Your task: Once every line containing "side" has been counted, report the total for the data and nothing else.

Saved entries:

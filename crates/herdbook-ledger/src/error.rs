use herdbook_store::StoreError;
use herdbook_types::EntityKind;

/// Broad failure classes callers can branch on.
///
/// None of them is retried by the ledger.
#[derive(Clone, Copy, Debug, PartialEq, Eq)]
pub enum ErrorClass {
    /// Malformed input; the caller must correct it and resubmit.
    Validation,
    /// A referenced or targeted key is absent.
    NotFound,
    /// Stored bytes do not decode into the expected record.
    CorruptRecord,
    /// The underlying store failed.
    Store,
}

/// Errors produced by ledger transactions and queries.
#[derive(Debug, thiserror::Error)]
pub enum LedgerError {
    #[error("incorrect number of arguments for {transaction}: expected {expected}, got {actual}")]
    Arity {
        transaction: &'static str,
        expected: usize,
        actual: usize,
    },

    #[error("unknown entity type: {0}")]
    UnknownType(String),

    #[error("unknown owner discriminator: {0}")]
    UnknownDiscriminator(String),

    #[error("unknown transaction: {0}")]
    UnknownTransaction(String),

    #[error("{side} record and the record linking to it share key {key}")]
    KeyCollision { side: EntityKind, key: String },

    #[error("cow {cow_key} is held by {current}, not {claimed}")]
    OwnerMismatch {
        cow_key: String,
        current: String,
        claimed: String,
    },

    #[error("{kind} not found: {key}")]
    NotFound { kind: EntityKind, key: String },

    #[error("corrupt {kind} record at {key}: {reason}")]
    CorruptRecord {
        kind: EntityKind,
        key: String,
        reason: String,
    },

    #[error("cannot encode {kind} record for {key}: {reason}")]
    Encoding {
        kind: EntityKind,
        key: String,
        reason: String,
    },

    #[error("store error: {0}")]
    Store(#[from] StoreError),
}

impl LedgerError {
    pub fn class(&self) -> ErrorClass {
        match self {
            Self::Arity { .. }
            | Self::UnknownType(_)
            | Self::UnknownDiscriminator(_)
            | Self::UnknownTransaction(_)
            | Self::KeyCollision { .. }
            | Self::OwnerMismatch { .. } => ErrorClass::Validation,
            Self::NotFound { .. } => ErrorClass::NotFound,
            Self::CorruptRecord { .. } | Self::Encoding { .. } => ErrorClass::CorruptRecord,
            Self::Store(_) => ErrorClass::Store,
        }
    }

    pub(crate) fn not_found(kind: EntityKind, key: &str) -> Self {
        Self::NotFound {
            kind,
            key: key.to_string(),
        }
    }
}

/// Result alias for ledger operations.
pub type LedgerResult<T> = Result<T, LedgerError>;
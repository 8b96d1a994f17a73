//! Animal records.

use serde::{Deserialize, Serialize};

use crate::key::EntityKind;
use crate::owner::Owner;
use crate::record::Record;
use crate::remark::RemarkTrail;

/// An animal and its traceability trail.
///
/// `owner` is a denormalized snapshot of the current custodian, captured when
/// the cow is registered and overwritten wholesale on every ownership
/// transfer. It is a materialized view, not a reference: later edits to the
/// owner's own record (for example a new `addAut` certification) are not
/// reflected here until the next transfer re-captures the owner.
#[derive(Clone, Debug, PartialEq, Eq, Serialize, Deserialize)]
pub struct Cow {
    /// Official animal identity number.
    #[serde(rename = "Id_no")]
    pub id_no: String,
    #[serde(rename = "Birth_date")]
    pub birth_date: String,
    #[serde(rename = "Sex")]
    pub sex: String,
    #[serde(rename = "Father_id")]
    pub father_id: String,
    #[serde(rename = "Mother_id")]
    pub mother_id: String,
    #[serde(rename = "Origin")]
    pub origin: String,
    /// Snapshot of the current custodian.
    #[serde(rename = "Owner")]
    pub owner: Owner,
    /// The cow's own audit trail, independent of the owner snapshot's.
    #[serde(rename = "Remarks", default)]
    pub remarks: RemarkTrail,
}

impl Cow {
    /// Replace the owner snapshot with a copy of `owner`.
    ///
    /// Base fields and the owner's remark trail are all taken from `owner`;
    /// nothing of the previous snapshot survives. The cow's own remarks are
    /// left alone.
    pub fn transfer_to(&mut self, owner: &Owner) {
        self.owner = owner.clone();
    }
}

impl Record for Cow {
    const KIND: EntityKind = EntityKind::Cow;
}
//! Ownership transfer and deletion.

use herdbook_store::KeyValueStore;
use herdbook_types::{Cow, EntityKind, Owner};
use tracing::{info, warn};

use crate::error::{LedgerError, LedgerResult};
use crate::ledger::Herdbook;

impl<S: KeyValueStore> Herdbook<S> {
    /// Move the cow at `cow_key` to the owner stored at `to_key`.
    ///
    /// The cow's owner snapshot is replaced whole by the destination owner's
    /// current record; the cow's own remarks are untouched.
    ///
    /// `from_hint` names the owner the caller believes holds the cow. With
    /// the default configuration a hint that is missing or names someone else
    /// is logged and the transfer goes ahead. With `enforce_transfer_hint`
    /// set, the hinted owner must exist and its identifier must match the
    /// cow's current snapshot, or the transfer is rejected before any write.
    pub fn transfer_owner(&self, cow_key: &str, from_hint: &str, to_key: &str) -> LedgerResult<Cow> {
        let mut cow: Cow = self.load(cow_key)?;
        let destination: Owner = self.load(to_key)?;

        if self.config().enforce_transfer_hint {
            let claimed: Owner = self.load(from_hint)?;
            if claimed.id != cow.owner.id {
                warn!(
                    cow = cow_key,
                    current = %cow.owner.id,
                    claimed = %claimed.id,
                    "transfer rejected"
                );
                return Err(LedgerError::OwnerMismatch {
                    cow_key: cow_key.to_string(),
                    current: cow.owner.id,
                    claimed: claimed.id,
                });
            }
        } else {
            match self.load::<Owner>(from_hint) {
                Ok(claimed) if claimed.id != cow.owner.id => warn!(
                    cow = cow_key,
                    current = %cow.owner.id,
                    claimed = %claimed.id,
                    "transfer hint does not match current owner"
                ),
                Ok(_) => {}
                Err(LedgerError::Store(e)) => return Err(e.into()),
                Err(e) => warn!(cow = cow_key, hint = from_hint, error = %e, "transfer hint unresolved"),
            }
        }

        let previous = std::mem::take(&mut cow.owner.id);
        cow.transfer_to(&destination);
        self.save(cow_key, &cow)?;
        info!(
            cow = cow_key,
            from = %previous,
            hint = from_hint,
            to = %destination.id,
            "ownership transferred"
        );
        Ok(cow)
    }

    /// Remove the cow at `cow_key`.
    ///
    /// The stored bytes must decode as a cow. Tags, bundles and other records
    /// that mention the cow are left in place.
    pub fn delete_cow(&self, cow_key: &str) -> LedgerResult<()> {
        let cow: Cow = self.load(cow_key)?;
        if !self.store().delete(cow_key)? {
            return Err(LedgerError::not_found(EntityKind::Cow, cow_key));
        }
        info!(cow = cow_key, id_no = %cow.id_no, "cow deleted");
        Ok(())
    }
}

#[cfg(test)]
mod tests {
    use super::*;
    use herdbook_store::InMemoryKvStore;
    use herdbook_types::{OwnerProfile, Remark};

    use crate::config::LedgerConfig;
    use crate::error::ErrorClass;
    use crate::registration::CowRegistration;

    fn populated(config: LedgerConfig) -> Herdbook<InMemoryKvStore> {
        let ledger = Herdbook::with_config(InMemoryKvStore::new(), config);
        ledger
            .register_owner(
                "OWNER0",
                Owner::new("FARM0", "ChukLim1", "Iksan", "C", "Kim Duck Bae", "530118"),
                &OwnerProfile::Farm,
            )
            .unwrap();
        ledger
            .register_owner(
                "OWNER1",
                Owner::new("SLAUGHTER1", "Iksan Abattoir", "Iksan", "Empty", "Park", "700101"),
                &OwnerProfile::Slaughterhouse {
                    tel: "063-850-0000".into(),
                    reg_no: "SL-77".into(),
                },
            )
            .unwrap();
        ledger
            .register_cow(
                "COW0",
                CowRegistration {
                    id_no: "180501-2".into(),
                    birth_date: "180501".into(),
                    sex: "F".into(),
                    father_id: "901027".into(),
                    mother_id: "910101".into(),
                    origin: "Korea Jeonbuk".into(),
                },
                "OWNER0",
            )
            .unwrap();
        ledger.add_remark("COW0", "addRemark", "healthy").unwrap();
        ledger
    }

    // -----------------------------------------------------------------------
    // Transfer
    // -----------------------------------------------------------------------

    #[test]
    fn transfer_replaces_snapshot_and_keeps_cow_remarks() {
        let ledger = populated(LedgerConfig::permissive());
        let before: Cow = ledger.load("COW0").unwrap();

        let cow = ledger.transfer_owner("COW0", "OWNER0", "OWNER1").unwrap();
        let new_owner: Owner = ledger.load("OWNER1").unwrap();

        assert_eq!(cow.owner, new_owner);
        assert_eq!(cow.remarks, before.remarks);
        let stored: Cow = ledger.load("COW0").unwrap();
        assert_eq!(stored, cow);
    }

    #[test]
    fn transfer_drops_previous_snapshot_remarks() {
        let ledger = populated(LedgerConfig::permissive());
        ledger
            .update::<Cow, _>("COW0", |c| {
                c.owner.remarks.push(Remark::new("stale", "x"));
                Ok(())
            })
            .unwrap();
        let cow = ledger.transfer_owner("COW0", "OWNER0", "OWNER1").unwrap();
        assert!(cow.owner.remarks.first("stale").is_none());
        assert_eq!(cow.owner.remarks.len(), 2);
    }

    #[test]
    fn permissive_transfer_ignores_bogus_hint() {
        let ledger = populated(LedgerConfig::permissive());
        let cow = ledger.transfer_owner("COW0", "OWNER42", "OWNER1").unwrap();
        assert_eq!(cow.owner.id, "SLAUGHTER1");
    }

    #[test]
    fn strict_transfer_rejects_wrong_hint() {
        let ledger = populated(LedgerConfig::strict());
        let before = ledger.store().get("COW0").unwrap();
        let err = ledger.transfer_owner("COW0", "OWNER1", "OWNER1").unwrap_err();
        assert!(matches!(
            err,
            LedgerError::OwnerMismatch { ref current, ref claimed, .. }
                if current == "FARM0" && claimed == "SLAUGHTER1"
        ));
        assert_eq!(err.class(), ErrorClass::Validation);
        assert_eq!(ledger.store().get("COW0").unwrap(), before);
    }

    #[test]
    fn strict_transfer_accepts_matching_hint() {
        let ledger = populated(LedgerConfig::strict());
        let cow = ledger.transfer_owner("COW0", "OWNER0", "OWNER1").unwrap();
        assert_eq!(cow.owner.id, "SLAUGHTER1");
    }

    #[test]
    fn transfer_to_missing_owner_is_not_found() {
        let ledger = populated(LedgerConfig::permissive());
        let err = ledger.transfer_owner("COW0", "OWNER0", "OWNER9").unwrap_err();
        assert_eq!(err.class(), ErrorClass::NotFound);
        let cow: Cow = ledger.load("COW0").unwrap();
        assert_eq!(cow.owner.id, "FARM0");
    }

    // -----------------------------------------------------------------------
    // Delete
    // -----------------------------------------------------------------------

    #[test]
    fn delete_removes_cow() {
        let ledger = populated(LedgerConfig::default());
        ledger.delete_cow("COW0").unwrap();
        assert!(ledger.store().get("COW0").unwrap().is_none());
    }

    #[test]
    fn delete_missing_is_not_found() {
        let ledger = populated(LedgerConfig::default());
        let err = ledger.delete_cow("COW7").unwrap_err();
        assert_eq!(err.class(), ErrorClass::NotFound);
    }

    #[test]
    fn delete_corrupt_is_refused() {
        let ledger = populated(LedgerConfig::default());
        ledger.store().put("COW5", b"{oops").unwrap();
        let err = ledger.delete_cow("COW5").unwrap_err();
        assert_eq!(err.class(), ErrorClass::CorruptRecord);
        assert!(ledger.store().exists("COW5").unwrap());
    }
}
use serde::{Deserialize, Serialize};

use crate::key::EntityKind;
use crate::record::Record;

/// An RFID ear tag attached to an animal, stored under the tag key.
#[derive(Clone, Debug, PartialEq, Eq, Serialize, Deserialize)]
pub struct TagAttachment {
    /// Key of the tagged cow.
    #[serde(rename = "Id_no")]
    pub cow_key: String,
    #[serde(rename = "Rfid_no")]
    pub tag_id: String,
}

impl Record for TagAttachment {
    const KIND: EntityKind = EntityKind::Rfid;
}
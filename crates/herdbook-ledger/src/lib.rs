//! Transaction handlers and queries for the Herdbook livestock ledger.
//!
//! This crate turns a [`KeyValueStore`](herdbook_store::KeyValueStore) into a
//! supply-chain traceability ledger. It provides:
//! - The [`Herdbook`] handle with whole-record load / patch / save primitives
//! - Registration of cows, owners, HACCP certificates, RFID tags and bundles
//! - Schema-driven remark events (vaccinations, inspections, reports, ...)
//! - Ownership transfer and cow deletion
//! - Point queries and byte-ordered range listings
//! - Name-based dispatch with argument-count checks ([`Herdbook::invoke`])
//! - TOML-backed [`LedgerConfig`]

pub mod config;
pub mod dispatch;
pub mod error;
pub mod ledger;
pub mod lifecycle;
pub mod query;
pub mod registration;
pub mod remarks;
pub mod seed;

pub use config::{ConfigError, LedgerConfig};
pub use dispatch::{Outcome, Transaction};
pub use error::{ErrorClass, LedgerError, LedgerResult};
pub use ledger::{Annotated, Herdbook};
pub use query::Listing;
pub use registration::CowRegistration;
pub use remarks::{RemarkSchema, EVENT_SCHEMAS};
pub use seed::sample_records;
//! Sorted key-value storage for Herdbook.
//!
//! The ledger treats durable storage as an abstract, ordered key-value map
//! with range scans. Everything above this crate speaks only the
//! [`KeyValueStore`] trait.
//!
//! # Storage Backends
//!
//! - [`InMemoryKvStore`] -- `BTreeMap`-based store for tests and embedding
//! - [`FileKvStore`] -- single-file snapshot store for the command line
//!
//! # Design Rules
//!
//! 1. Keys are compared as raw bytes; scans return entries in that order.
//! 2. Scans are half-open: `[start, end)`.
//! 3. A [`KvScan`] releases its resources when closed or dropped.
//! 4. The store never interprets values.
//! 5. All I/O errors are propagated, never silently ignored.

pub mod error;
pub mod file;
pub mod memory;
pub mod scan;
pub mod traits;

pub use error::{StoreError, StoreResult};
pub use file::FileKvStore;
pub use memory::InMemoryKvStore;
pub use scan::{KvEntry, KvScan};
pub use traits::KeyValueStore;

Task output: 2